Your objective:
Copy each line from the records below in which the word "ChannelRegistry" is found.

╭──

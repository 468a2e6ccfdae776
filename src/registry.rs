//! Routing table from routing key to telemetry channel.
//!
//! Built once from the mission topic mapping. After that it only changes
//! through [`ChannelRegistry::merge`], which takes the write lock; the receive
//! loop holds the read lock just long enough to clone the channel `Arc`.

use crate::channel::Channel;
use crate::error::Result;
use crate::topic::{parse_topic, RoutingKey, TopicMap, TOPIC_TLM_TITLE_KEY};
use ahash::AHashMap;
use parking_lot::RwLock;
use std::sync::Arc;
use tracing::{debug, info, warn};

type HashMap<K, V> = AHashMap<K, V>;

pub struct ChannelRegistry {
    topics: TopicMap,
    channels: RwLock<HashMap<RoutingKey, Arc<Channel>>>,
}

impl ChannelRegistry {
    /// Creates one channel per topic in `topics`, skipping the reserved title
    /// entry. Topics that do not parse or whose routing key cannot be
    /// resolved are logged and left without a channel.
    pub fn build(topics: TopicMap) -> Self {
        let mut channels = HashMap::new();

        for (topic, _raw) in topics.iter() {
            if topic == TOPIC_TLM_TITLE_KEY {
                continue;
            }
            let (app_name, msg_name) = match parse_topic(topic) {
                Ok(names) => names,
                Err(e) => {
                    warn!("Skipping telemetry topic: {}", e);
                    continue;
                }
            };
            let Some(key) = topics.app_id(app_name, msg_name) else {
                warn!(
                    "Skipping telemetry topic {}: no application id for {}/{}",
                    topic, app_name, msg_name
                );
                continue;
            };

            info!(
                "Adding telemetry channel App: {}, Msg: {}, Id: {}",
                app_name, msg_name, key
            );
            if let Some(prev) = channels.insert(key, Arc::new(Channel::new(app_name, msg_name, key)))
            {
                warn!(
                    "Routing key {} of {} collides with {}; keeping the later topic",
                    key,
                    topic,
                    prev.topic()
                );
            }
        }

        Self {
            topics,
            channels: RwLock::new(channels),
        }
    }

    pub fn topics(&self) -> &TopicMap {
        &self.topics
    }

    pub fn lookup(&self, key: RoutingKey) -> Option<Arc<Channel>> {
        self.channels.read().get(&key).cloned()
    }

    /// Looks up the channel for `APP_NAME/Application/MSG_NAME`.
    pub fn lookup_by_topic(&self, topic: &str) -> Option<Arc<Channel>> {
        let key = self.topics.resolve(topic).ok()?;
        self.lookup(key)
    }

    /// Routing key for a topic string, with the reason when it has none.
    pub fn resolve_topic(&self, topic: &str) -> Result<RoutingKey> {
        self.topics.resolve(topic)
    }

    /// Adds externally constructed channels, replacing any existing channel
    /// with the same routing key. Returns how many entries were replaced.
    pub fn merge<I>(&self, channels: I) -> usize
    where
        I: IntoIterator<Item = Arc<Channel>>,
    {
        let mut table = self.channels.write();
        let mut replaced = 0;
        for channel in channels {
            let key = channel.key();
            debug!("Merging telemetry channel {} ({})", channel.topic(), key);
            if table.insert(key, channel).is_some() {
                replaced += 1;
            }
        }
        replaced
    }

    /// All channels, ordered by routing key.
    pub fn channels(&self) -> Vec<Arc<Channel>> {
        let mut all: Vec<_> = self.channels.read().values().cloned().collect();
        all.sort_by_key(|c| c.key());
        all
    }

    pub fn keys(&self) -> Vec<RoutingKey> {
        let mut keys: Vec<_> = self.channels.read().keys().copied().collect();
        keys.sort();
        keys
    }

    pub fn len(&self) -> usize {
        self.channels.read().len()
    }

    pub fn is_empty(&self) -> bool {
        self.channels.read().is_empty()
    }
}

╰──

Solution:
//! through [`ChannelRegistry::merge`], which takes the write lock; the receive
pub struct ChannelRegistry {
impl ChannelRegistry {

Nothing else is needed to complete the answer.